Sans trop réfléchir, Bodichiev revint aux ogives gothiques de la fenêtre et pesa sur le bord du cadre d’un des battants, puis de l’autre — qui céda sans problème, il s’ouvrit vers l’intérieur. Balayant la neige accumulée sur l’appui (heureusement qu’il avait mis ses gants), Bodichiev se hissa, se tira avec ses deux bras, et avec un grognement, glissant à moitié, sauta dans la pièce. Il faisait presque plus froid dedans que dehors, se dit-il machinalement, en regardant autour de lui. Il allait ouvrir à Bellamy quand quelque chose attira son attention, de l’autre côté de la longue table qui, couverte d’une nappe en toile cirée, partageait presque la grande pièce en deux.

« Professeur… » murmura-t-il en s’approchant, mais plus personne ne pouvait l’entendre. Il hésita à se pencher, mais ça semblait inutile. La scène ne laissait guère de place au doute. Les lèvres pincées, il alla plutôt ouvrir à l’autre :

« Entrez-entrez, mais faite bien attention, ne touchez à rien ! » ordonna-t-il à un Bellamy interdit. Le grand gaillard s’avança juste de quelques pas.
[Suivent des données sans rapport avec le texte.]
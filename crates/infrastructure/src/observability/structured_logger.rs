//! Structured logging utilities
//!
//! 调度器各个环节的结构化日志，字段名统一使用 `event`、`task.*`、`scheduler.*` 前缀。

use chrono::{DateTime, Utc};
use scheduler_domain::{RunEvent, RunOutcome};
use tracing::{debug, error, info, warn};

/// Structured logging utilities
pub struct StructuredLogger;

impl StructuredLogger {
    /// Log task dispatch
    pub fn log_task_dispatched(task_id: i64, task_name: &str, kind: &str, trigger: &str) {
        info!(
            event = "task_dispatched",
            task.id = task_id,
            task.name = task_name,
            task.kind = kind,
            task.trigger = trigger,
            "Task dispatched"
        );
    }

    /// Log task run start
    pub fn log_task_run_start(
        task_id: i64,
        task_name: &str,
        kind: &str,
        started_at: DateTime<Utc>,
    ) {
        debug!(
            event = "task_run_start",
            task.id = task_id,
            task.name = task_name,
            task.kind = kind,
            task.started_at = %started_at,
            "Task run started"
        );
    }

    /// Log a finished run; failures go out at error level
    pub fn log_run_event(run: &RunEvent) {
        match run.outcome {
            RunOutcome::Succeeded => info!(
                event = "task_run_complete",
                task.id = run.task_id,
                task.name = %run.task_name,
                task.kind = %run.kind,
                task.trigger = run.trigger.as_str(),
                task.started_at = %run.started_at,
                task.duration_ms = run.duration_ms,
                task.outcome = run.outcome.as_str(),
                "Task run completed successfully"
            ),
            RunOutcome::Cancelled => warn!(
                event = "task_run_cancelled",
                task.id = run.task_id,
                task.name = %run.task_name,
                task.kind = %run.kind,
                task.started_at = %run.started_at,
                task.duration_ms = run.duration_ms,
                task.outcome = run.outcome.as_str(),
                "Task run cancelled by shutdown"
            ),
            RunOutcome::Failed | RunOutcome::TimedOut => error!(
                event = "task_run_failed",
                task.id = run.task_id,
                task.name = %run.task_name,
                task.kind = %run.kind,
                task.trigger = run.trigger.as_str(),
                task.started_at = %run.started_at,
                task.duration_ms = run.duration_ms,
                task.outcome = run.outcome.as_str(),
                task.error = run.error_detail.as_deref().unwrap_or("Unknown error"),
                "Task run failed"
            ),
        }
    }

    /// Log StopOnError escalation
    pub fn log_task_auto_disabled(task_id: i64, task_name: &str, kind: &str) {
        warn!(
            event = "task_auto_disabled",
            task.id = task_id,
            task.name = task_name,
            task.kind = kind,
            "Task disabled after failure, waiting for operator"
        );
    }

    /// Log unknown task kind; first sighting is a warning, repeats are debug
    pub fn log_unknown_kind(task_id: i64, task_name: &str, kind: &str, first_seen: bool) {
        if first_seen {
            warn!(
                event = "unknown_task_kind",
                task.id = task_id,
                task.name = task_name,
                task.kind = kind,
                "Task kind is not registered, task will be skipped"
            );
        } else {
            debug!(
                event = "unknown_task_kind",
                task.id = task_id,
                task.name = task_name,
                task.kind = kind,
                "Skipping task with unregistered kind"
            );
        }
    }

    /// Log a tick summary
    pub fn log_tick(evaluated: usize, dispatched: usize, skipped_unknown: usize, duration_ms: u64) {
        debug!(
            event = "scheduler_tick",
            scheduler.evaluated = evaluated,
            scheduler.dispatched = dispatched,
            scheduler.skipped_unknown = skipped_unknown,
            scheduler.duration_ms = duration_ms,
            "Scheduler tick completed"
        );
    }

    /// Log store failure that aborted a tick
    pub fn log_store_unavailable(error: &dyn std::error::Error, backoff_ms: u64, attempt: u32) {
        error!(
            event = "store_unavailable",
            error.message = %error,
            scheduler.backoff_ms = backoff_ms,
            scheduler.failed_attempts = attempt,
            "Task store unavailable, tick skipped"
        );
    }

    /// Log bookkeeping write failure inside a runner
    pub fn log_bookkeeping_error(task_id: i64, task_name: &str, stage: &str, error: &dyn std::error::Error) {
        error!(
            event = "bookkeeping_error",
            task.id = task_id,
            task.name = task_name,
            bookkeeping.stage = stage,
            error.message = %error,
            "Failed to write task bookkeeping"
        );
    }

    /// Log scheduler state transition
    pub fn log_state_change(from: &str, to: &str) {
        info!(
            event = "scheduler_state_change",
            scheduler.from = from,
            scheduler.to = to,
            "Scheduler state changed"
        );
    }

    /// Log drain result
    pub fn log_drain_complete(completed: usize, abandoned: usize, duration_ms: u64) {
        if abandoned == 0 {
            info!(
                event = "scheduler_drained",
                drain.completed = completed,
                drain.abandoned = abandoned,
                drain.duration_ms = duration_ms,
                "All in-flight task runs finished"
            );
        } else {
            warn!(
                event = "scheduler_drained",
                drain.completed = completed,
                drain.abandoned = abandoned,
                drain.duration_ms = duration_ms,
                "Drain deadline elapsed, abandoning remaining task runs"
            );
        }
    }

    /// Log administrative change to a task
    pub fn log_admin_change(task_name: &str, setting: &str, new_value: &str) {
        info!(
            event = "task_admin_change",
            task.name = task_name,
            config.setting = setting,
            config.new_value = new_value,
            "Task setting changed by operator"
        );
    }
}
« Je suis désolé, le professeur O’Brien est mort », annonça Bodichiev avec un vague geste en direction de la table sous laquelle gisait le corps.

Bellamy resta immobile, les bras serrés sur son corps comme se protéger des coups du sort. Ses lèvres épaisses remuèrent un peu, sans un son, avant qu’il ne prononce :

« Il est mort ? »

Sans lui répondre, Bodivhiev lui avait tourné le dos et était revenu auprès du pauvre professeur O’Brien, dont la forme menue se tenait prostrée au sol, sur le carrelage. Il avait presque glissé sous la table. Une tache sombre maculait le devant de sa veste en poil de chameau, et non loin de lui gisait la forme brutale et compacte d’un revolver. Le détective observa tout, attentif, essayant de fixer d’un regard les éléments de la macabre scène. Un bruit derrière lui le fit se retourner : l’air confus, pataud, Bellamy venait de renverser une paire de lourds brodequins, près de la porte.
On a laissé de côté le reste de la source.